Cold Blob

increase in cold in a specific area

As global temperatures continue to rise, a stubbornly cold sea has risen in the North Atlantic that has baffled scientists for years. This is the warming "hole" in the North Atlantic, also known as Cold Blob. Over the past century, global temperatures have risen by an average of 1°C, while the warm hole south of Greenland has cooled by 0,9°C.

In this article we are going to tell you everything you need to know about the Cold Blob, its characteristics and the latest research.

Cold Blob

cold blob

Previous research has linked the warming hole to weakening ocean currents in the North Atlantic that bring heat from the tropics. A new study published in the journal Nature Climate Change suggests that Other factors are also involved. These include changes in ocean circulation at high latitudes and cooler seas that produce more low-level clouds.

The changes are clearly attributable to anthropogenic forcing in climate model simulations and are critical to understanding the past and future evolution of the warming hole.

Most maps of global surface temperature change show red and orange bands, highlighting warming over much of the world. But some areas have not warmed significantly and have even cooled. One of those areas is an area of ​​the North Atlantic Ocean.

This warming hole is particularly clear in the recent assessment report of the Intergovernmental Panel on Climate Change as a blue spot on the map, which shows the observed increase in global average surface temperature from 1901 to 2012.

New research

global temperature map

Research has shown that the warming hole is linked to a weakening of the Atlantic Meridional Overturning Circulation (AMOC), a system of ocean currents in the Atlantic that transports warm water from the tropics and beyond to Europe.

AMOC is part of a larger network of global ocean circulation models. that move heat around the world. It is driven by the cooling and sinking of brine in the high latitudes of the North Atlantic.

The study shows that the AMOC has weakened since the mid-XNUMXth century (and possibly longer) as a result of freshwater inflow into the North Atlantic from the melting of the Greenland ice sheet and rising sea temperatures and rainfall in the area.

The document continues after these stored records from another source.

use crate::view::chart::{MergedChart, PlotSeries};
use crate::view::tree::{CellRef, DateCell, DateContent, ForecastCell, SensorCell, SiteRow, ViewTree};
use std::fmt::Write;

const INDENT: &str = "  ";

fn latest_text(series: &PlotSeries) -> String {
    match MergedChart::latest(series) {
        Some(value) => format!("{} {value}", series.label),
        None => format!("{} -", series.label),
    }
}

fn render_date_cell(out: &mut String, cell: &DateCell) {
    let _ = writeln!(out, "{INDENT}[{}]", cell.label);
    match &cell.content {
        DateContent::Book(book) => {
            for row in book.rows() {
                let _ = writeln!(
                    out,
                    "{INDENT}{INDENT}{:<10} yes {:>6}  no {:>6}",
                    row.label,
                    row.yes.to_string(),
                    row.no.to_string()
                );
            }
        }
        DateContent::Chart(Some(chart)) => {
            let merged = &chart.merged;
            let _ = writeln!(
                out,
                "{INDENT}{INDENT}chart {} points | {} | {}",
                merged.len(),
                latest_text(&merged.readings),
                latest_text(&merged.forecasts)
            );
        }
        DateContent::Chart(None) => {
            let _ = writeln!(out, "{INDENT}{INDENT}chart pending");
        }
    }
}

fn render_sensor_cell(out: &mut String, cell: &SensorCell) {
    let _ = writeln!(out, "{INDENT}[sensors]");
    for line in cell.grid() {
        let cells: Vec<String> = line
            .iter()
            .map(|reading| format!("{} {}", reading.key, reading.value))
            .collect();
        let _ = writeln!(out, "{INDENT}{INDENT}{}", cells.join(" | "));
    }
}

fn render_forecast_cell(out: &mut String, cell: &ForecastCell) {
    let _ = writeln!(out, "{INDENT}[forecast]");
    for line in cell.grid() {
        let cells: Vec<String> = line
            .iter()
            .map(|reading| format!("{} {}", reading.horizon, reading.value))
            .collect();
        let _ = writeln!(out, "{INDENT}{INDENT}{}", cells.join(" | "));
    }
}

pub fn render_site_row(out: &mut String, row: &SiteRow) {
    let _ = writeln!(out, "{}", row.site);
    for cell in row.cells() {
        match cell {
            CellRef::Date(cell) => render_date_cell(out, cell),
            CellRef::Sensor(cell) => render_sensor_cell(out, cell),
            CellRef::Forecast(cell) => render_forecast_cell(out, cell),
        }
    }
}

/// Renders every site row in table order.
pub fn render_tree(tree: &ViewTree) -> String {
    let mut out = String::new();
    for row in tree.rows() {
        render_site_row(&mut out, row);
    }
    out
}

#[cfg(test)]
mod tests {
    use super::*;
    use crate::feed::types::decode_frame;
    use crate::view::dispatch::dispatch;
    use crate::view::{Dashboard, ViewLayout};

    fn apply(dashboard: &mut Dashboard, raw: &str) {
        let mut payload = raw.as_bytes().to_vec();
        let event = decode_frame(payload.as_mut_slice()).expect("frame should decode");
        dispatch(dashboard, event);
    }

    #[test]
    fn renders_cells_in_display_order() {
        let mut dashboard = Dashboard::new(ViewLayout {
            sensor_columns: 2,
            ..ViewLayout::default()
        });
        apply(
            &mut dashboard,
            r#"{"type":"orderbook","data":{"ticker":"NY-25JUL04-T90","yes":40,"no":60}}"#,
        );
        apply(
            &mut dashboard,
            r#"{"type":"orderbook","data":{"ticker":"NY-25JUL04-B85.5","yes":10.5,"no":"89"}}"#,
        );
        apply(
            &mut dashboard,
            r#"{"type":"ForecastPoll","site":"NY","payload":[["01:00",70]]}"#,
        );
        apply(
            &mut dashboard,
            r#"{"type":"SensorPoll","payload":{"NY":[["air_temp",81.5],["dew_point",60],["wind",4]]}}"#,
        );
        apply(
            &mut dashboard,
            r#"{"type":"graph","data":[{"site":"NY","readings":{"xs":[1,3],"ys":[10,30]},"forecasts":{"xs":[2,3],"ys":[20,31]}}]}"#,
        );

        let rendered = render_tree(dashboard.tree());
        let lines: Vec<&str> = rendered.lines().map(str::trim_end).collect();
        assert_eq!(
            lines,
            vec![
                "NY",
                "  [NY site]",
                "    chart 3 points | Readings 30 | Forecasts 31",
                "  [NY 25JUL04]",
                "    B85.5      yes   10.5  no     89",
                "    T90        yes     40  no     60",
                "  [sensors]",
                "    air_temp 81.5 | dew_point 60",
                "    wind 4",
                "  [forecast]",
                "    01:00 70",
            ]
        );
    }

    #[test]
    fn empty_tree_renders_nothing() {
        assert!(render_tree(&ViewTree::default()).is_empty());
    }
}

This additional fresh water reduces the subsidence of cooling seawater, which in turn reduces the amount of warm water drawn from the tropics, weakening circulation.

The less warm water in the tropics has a cooling effect in the North Atlantic, offsetting the general warming of the ocean from rising global temperatures. As a result, the warm hole is mainly attributable to the AMOC slowdown. However, the study shows that this is just one of many factors contributing to the cooling of the ocean and atmosphere.

Cavity heating and climate change

To decipher the relationship between cavity heating, AMOC, and climate change, the researchers conducted a series of experiments using climate models. In the first set of experiments, the researchers linked ocean heat transport to typical seasonal fluctuations, removing any long-term variations to focus specifically on the role of the atmosphere.

They found that in the absence of changes in the ocean, the model still produced a warming hole, though not in the form of complete cooling, but rather weaker warming.

Other studies have shown that cloud changes have a small but noticeable effect on heating holes. Colder seas create more low-level clouds, which reduces incoming solar radiation and further cools the sea.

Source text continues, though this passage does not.